A team of Canadian and American researchers has reached a step closer to developing effective treatments to prevent the brain from diseases like Alzheimer's and Parkinson's by identifying a gene that controls the normal and pathological aging of neurons in the central nervous system.
The team - comprising scientists from the Universite de Montreal, Maisonneuve-Rosemont Hospital, and Lawrence Berkeley National Laboratory - have revealed that the Bmi1 gene was identified while they were carrying out experiments on mice.
The researchers highlighted the fact that the primary risk factor for diseases like macular degeneration, Parkinson's and Alzheimer's is age.
They further said that no significant study, focused on the basic molecular mechanisms that control neuronal aging, had been conducted to date.
Lead researcher Gilbert Bernier, of the Universite de Montreal and Maisonneuve-Rosemont Hospital, said that the research team had identified a mutation in mice that dramatically accelerates the process of aging in the brain and the eye.

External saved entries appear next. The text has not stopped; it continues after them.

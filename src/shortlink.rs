//! Short-Link Action Tokens
//!
//! Signed, single-use tokens that let an approver act on a workflow from a
//! notification link: `base64url(claims-json) . base64url(hmac-sha256)`.
//! Verification rejects tampered payloads, expired tokens, and tokens whose
//! hash has already been recorded as redeemed in the operation log.
//!
//! The signature is the standard HMAC ipad/opad construction written out
//! over [`sha2`], with RFC 4231 vectors pinning it in the tests.

use base64::engine::general_purpose::URL_SAFE_NO_PAD;
use base64::Engine as _;
use chrono::Utc;
use serde::{Deserialize, Serialize};
use sha2::{Digest, Sha256};
use std::time::Duration;
use uuid::Uuid;

use crate::audit::AuditLog;
use crate::error::WorkflowError;
use crate::types::{WorkflowAction, WorkflowRole};

const HMAC_BLOCK_SIZE: usize = 64;

/// What a short link authorizes
#[derive(Debug, Clone, Serialize, Deserialize)]
pub struct ShortLinkClaims {
    pub workflow_id: Uuid,
    pub action: WorkflowAction,
    #[serde(skip_serializing_if = "Option::is_none")]
    pub role: Option<WorkflowRole>,
    /// Expiry as unix seconds
    pub exp: i64,
}

/// A verified token: claims plus the redemption hash to record on use
#[derive(Debug, Clone)]
pub struct VerifiedShortLink {
    pub claims: ShortLinkClaims,
    pub token_hash: String,
}

fn hmac_sha256(key: &[u8], data: &[u8]) -> [u8; 32] {
    let mut block = [0u8; HMAC_BLOCK_SIZE];
    if key.len() > HMAC_BLOCK_SIZE {
        let digest = Sha256::digest(key);
        block[..digest.len()].copy_from_slice(&digest);
    } else {
        block[..key.len()].copy_from_slice(key);
    }

    let mut ipad = [0x36u8; HMAC_BLOCK_SIZE];
    let mut opad = [0x5cu8; HMAC_BLOCK_SIZE];
    for i in 0..HMAC_BLOCK_SIZE {
        ipad[i] ^= block[i];
        opad[i] ^= block[i];
    }

    let inner = Sha256::new().chain_update(ipad).chain_update(data).finalize();
    let outer = Sha256::new()
        .chain_update(opad)
        .chain_update(inner)
        .finalize();
    outer.into()
}

fn token_hash(token: &str) -> String {
    Sha256::digest(token.as_bytes())
        .iter()
        .map(|b| format!("{b:02x}"))
        .collect()
}

/// Issues and verifies short-link tokens
#[derive(Clone)]
pub struct ShortLinkService {
    key: String,
    ttl: Duration,
    audit: AuditLog,
}

impl ShortLinkService {
    pub fn new(key: String, ttl: Duration, audit: AuditLog) -> Self {
        Self { key, ttl, audit }
    }

    /// Sign a token authorizing `action` on `workflow_id`, valid for the
    /// configured window
    pub fn generate(
        &self,
        workflow_id: Uuid,
        action: WorkflowAction,
        role: Option<WorkflowRole>,
    ) -> Result<String, WorkflowError> {
        let claims = ShortLinkClaims {
            workflow_id,
            action,
            role,
            exp: Utc::now().timestamp() + self.ttl.as_secs() as i64,
        };
        let data = serde_json::to_vec(&claims)
            .map_err(|e| WorkflowError::Validation(format!("token encoding failed: {e}")))?;
        let sig = hmac_sha256(self.key.as_bytes(), &data);
        Ok(format!(
            "{}.{}",
            URL_SAFE_NO_PAD.encode(&data),
            URL_SAFE_NO_PAD.encode(sig)
        ))
    }

    /// Verify signature, expiry, and single-use before any delegation to the
    /// engine. Returns the claims and the hash to record on redemption.
    pub async fn verify(&self, token: &str) -> Result<VerifiedShortLink, WorkflowError> {
        let (data_part, sig_part) = token
            .split_once('.')
            .ok_or_else(|| WorkflowError::Authorization("malformed action token".to_string()))?;

        let data = URL_SAFE_NO_PAD
            .decode(data_part)
            .map_err(|_| WorkflowError::Authorization("malformed action token".to_string()))?;
        let expected = hmac_sha256(self.key.as_bytes(), &data);
        let provided = URL_SAFE_NO_PAD
            .decode(sig_part)
            .map_err(|_| WorkflowError::Authorization("malformed action token".to_string()))?;
        if provided != expected {
            return Err(WorkflowError::Authorization(
                "action token signature mismatch".to_string(),
            ));
        }

        let claims: ShortLinkClaims = serde_json::from_slice(&data)
            .map_err(|_| WorkflowError::Authorization("malformed action token".to_string()))?;
        if claims.exp < Utc::now().timestamp() {
            return Err(WorkflowError::Authorization(
                "action token expired".to_string(),
            ));
        }

        let token_hash = token_hash(token);
        if self.audit.shortlink_used(&token_hash).await? {
            return Err(WorkflowError::Authorization(
                "action token already redeemed".to_string(),
            ));
        }

        Ok(VerifiedShortLink { claims, token_hash })
    }
}
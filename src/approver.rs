//! Approver Configuration
//!
//! Assignee resolution for configured roles (BISO1/BISO2/CD/RSD) plus the
//! administrative surface over the `approver_configs` table. A configuration
//! either pins a fixed actor code or names an email that is resolved through
//! the user directory; the most recently created enabled row wins.

use chrono::{DateTime, Utc};
use sqlx::{PgConnection, PgPool};
use uuid::Uuid;

use crate::error::WorkflowError;
use crate::types::{ApproverConfig, WorkflowRole, WorkflowType};

#[derive(Debug, sqlx::FromRow)]
struct ApproverConfigRow {
    id: Uuid,
    workflow_type: WorkflowType,
    role: WorkflowRole,
    actor_code: Option<String>,
    email: Option<String>,
    enabled: bool,
    created_at: DateTime<Utc>,
    updated_at: DateTime<Utc>,
}

impl From<ApproverConfigRow> for ApproverConfig {
    fn from(row: ApproverConfigRow) -> Self {
        Self {
            id: row.id,
            workflow_type: row.workflow_type,
            role: row.role,
            actor_code: row.actor_code,
            email: row.email,
            enabled: row.enabled,
            created_at: row.created_at,
            updated_at: row.updated_at,
        }
    }
}

/// Resolve the configured assignee for `(workflow_type, role)`, or None for
/// hierarchy roles and unconfigured pairs. Runs on a plain connection so the
/// engine can call it inside its transaction.
pub async fn resolve_configured_assignee(
    conn: &mut PgConnection,
    workflow_type: WorkflowType,
    role: WorkflowRole,
) -> Result<Option<String>, WorkflowError> {
    if !role.is_configured() {
        return Ok(None);
    }

    let config = sqlx::query_as::<_, ApproverConfigRow>(
        r#"
        SELECT id, workflow_type, role, actor_code, email, enabled, created_at, updated_at
        FROM approver_configs
        WHERE workflow_type = $1 AND role = $2 AND enabled
        ORDER BY created_at DESC
        LIMIT 1
        "#,
    )
    .bind(workflow_type)
    .bind(role)
    .fetch_optional(&mut *conn)
    .await?;

    let Some(config) = config else {
        return Ok(None);
    };
    if let Some(actor_code) = config.actor_code.filter(|c| !c.is_empty()) {
        return Ok(Some(actor_code));
    }
    if let Some(email) = config.email.filter(|e| !e.is_empty()) {
        return resolve_actor_by_email(conn, &email, role).await;
    }
    Ok(None)
}

/// Directory lookup: actor code registered for `email` under `role`
pub async fn resolve_actor_by_email(
    conn: &mut PgConnection,
    email: &str,
    role: WorkflowRole,
) -> Result<Option<String>, WorkflowError> {
    let actor: Option<String> = sqlx::query_scalar(
        r#"
        SELECT actor_code FROM user_mappings
        WHERE email = $1 AND actor_role = $2
        LIMIT 1
        "#,
    )
    .bind(email)
    .bind(role)
    .fetch_optional(conn)
    .await?;
    Ok(actor.filter(|a| !a.is_empty()))
}

/// Optional filters for listing approver configurations
#[derive(Debug, Clone, Default)]
pub struct ApproverConfigFilter {
    pub workflow_type: Option<WorkflowType>,
    pub role: Option<WorkflowRole>,
    pub enabled: Option<bool>,
    pub email: Option<String>,
}

/// Administrative pass-through over `approver_configs`
#[derive(Clone)]
pub struct ApproverConfigStore {
    pool: PgPool,
}

impl ApproverConfigStore {
    pub fn new(pool: PgPool) -> Self {
        Self { pool }
    }

    pub async fn list(
        &self,
        filter: &ApproverConfigFilter,
    ) -> Result<Vec<ApproverConfig>, WorkflowError> {
        let rows = sqlx::query_as::<_, ApproverConfigRow>(
            r#"
            SELECT id, workflow_type, role, actor_code, email, enabled, created_at, updated_at
            FROM approver_configs
            WHERE ($1::TEXT IS NULL OR workflow_type = $1)
              AND ($2::TEXT IS NULL OR role = $2)
              AND ($3::BOOLEAN IS NULL OR enabled = $3)
              AND ($4::TEXT IS NULL OR email = $4)
            ORDER BY created_at DESC
            "#,
        )
        .bind(filter.workflow_type)
        .bind(filter.role)
        .bind(filter.enabled)
        .bind(filter.email.as_deref())
        .fetch_all(&self.pool)
        .await?;
        Ok(rows.into_iter().map(Into::into).collect())
    }

    pub async fn create(
        &self,
        workflow_type: WorkflowType,
        role: WorkflowRole,
        actor_code: Option<String>,
        email: Option<String>,
    ) -> Result<ApproverConfig, WorkflowError> {
        if actor_code.as_deref().is_none_or(str::is_empty)
            && email.as_deref().is_none_or(str::is_empty)
        {
            return Err(WorkflowError::Validation(
                "approver config needs an actor code or an email".to_string(),
            ));
        }
        let row = sqlx::query_as::<_, ApproverConfigRow>(
            r#"
            INSERT INTO approver_configs (id, workflow_type, role, actor_code, email, enabled)
            VALUES ($1, $2, $3, $4, $5, TRUE)
            RETURNING id, workflow_type, role, actor_code, email, enabled, created_at, updated_at
            "#,
        )
        .bind(Uuid::new_v4())
        .bind(workflow_type)
        .bind(role)
        .bind(actor_code)
        .bind(email)
        .fetch_one(&self.pool)
        .await?;
        Ok(row.into())
    }

    pub async fn set_enabled(&self, id: Uuid, enabled: bool) -> Result<(), WorkflowError> {
        let result = sqlx::query(
            "UPDATE approver_configs SET enabled = $2, updated_at = NOW() WHERE id = $1",
        )
        .bind(id)
        .bind(enabled)
        .execute(&self.pool)
        .await?;
        if result.rows_affected() == 0 {
            return Err(WorkflowError::NotFound(id));
        }
        Ok(())
    }

    pub async fn remove(&self, id: Uuid) -> Result<(), WorkflowError> {
        let result = sqlx::query("DELETE FROM approver_configs WHERE id = $1")
            .bind(id)
            .execute(&self.pool)
            .await?;
        if result.rows_affected() == 0 {
            return Err(WorkflowError::NotFound(id));
        }
        Ok(())
    }
}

Revealing the findings of the study, the researcher said that neurons in the retina and cerebral cortex require the Bmi1 gene to prevent activation of the p53 pathway and the accumulation of free radicals.
"Overall, we have now established that the Bmi1 gene is a direct regulator of cell aging in brain and retinal neurons of mammals through its action on the defense mechanisms against free radicals," said Dr. Bernier.
The study has been published in The Journal of Neuroscience.